昨年11月、東京都八王子市の東京都立大南大沢キャンパスで同大教授の社会学者、宮台真司さん(63)が男に切りつけられて重傷を負った事件で、警視庁捜査1課は16日、死亡した相模原市南区の無職の男=当時(41)=を容疑者と特定したと発表した。殺人未遂容疑で容疑者死亡のまま書類送検する方針。
捜査1課によると、事件前後に男が自宅近くと現場の間を移動する経路が防犯カメラ画像から裏付けられたことや、逃走中に男が捨てたペットボトルから検出されたDNA型が、男の別宅にあったバリカンのものと一致したことなどから断定したという。

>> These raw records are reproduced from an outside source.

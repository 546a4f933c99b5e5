//! Benchmarks for pan and crossfade gain laws.

use std::hint::black_box;

use criterion::{BenchmarkId, Criterion};
use orpheus_dsp::dsp::mix::{dry_wet_gains, equal_power_gains};

use crate::BLOCK_SIZES;

pub fn bench_mix(c: &mut Criterion) {
    let mut group = c.benchmark_group("dsp/mix");

    for &size in BLOCK_SIZES {
        let input: Vec<f32> = (0..size).map(|i| (i as f32 * 0.1).sin()).collect();
        let mut left = vec![0.0f32; size];
        let mut right = vec![0.0f32; size];

        // Pan swept per sample: worst case for the trig in the pan law
        group.bench_with_input(BenchmarkId::new("pan_sweep", size), &size, |b, _| {
            b.iter(|| {
                for (i, &sample) in input.iter().enumerate() {
                    let pan = (i as f32 / size as f32) * 2.0 - 1.0;
                    let (l, r) = equal_power_gains(black_box(pan));
                    left[i] = sample * l;
                    right[i] = sample * r;
                }
                black_box((&left, &right));
            })
        });

        group.bench_with_input(BenchmarkId::new("dry_wet", size), &size, |b, _| {
            b.iter(|| {
                let (dry, wet) = dry_wet_gains(black_box(0.3));
                for ((out, &clean), &effected) in left.iter_mut().zip(&input).zip(&right) {
                    *out = clean * dry + effected * wet;
                }
                black_box(&left);
            })
        });
    }

    group.finish();
}
use crate::dsp::distortion::soft_clip;
use crate::unit::{AudioUnit, InputSpec, Inputs, RenderCtx};

const INPUTS: &[InputSpec] = &[
    InputSpec::new("input", 0.0),
    InputSpec::new("drive", 1.0),
];

pub const INPUT: usize = 0;
pub const DRIVE: usize = 1;

/// Rational soft clipper, `x·d / (1 + |x·d|)`.
#[derive(Debug, Default)]
pub struct SoftClipper;

impl SoftClipper {
    pub fn new() -> Self {
        Self
    }
}

impl AudioUnit for SoftClipper {
    fn name(&self) -> &'static str {
        "SoftClipper"
    }

    fn inputs(&self) -> &'static [InputSpec] {
        INPUTS
    }

    fn render(&mut self, inputs: &Inputs<'_>, out: &mut [f32], _ctx: &RenderCtx) {
        let input = inputs.get(INPUT);
        let drive = inputs.get(DRIVE);
        for (i, sample) in out.iter_mut().enumerate() {
            *sample = soft_clip(input.at(i), drive.at(i));
        }
    }
}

一方で男の別宅から見つかったオノや包丁3本から血液は検出されなかった。また、男が事件時の着衣やパソコン、日常生活について記録したメモ帳を捨てていた上、以前に使用していたパソコンから事件と結びつく情報を得られず、動機の特定には至っていないという。
男は昨年12月17日、両親と3人で暮らす住宅近くの別宅で首をつって死亡しているのが見つかった。前日の16日午後に自殺したとみられる。室内にあった遺書に宮台さんや事件に関する記述はなかったが「家族や知り合いに迷惑を掛けた」と記されていた。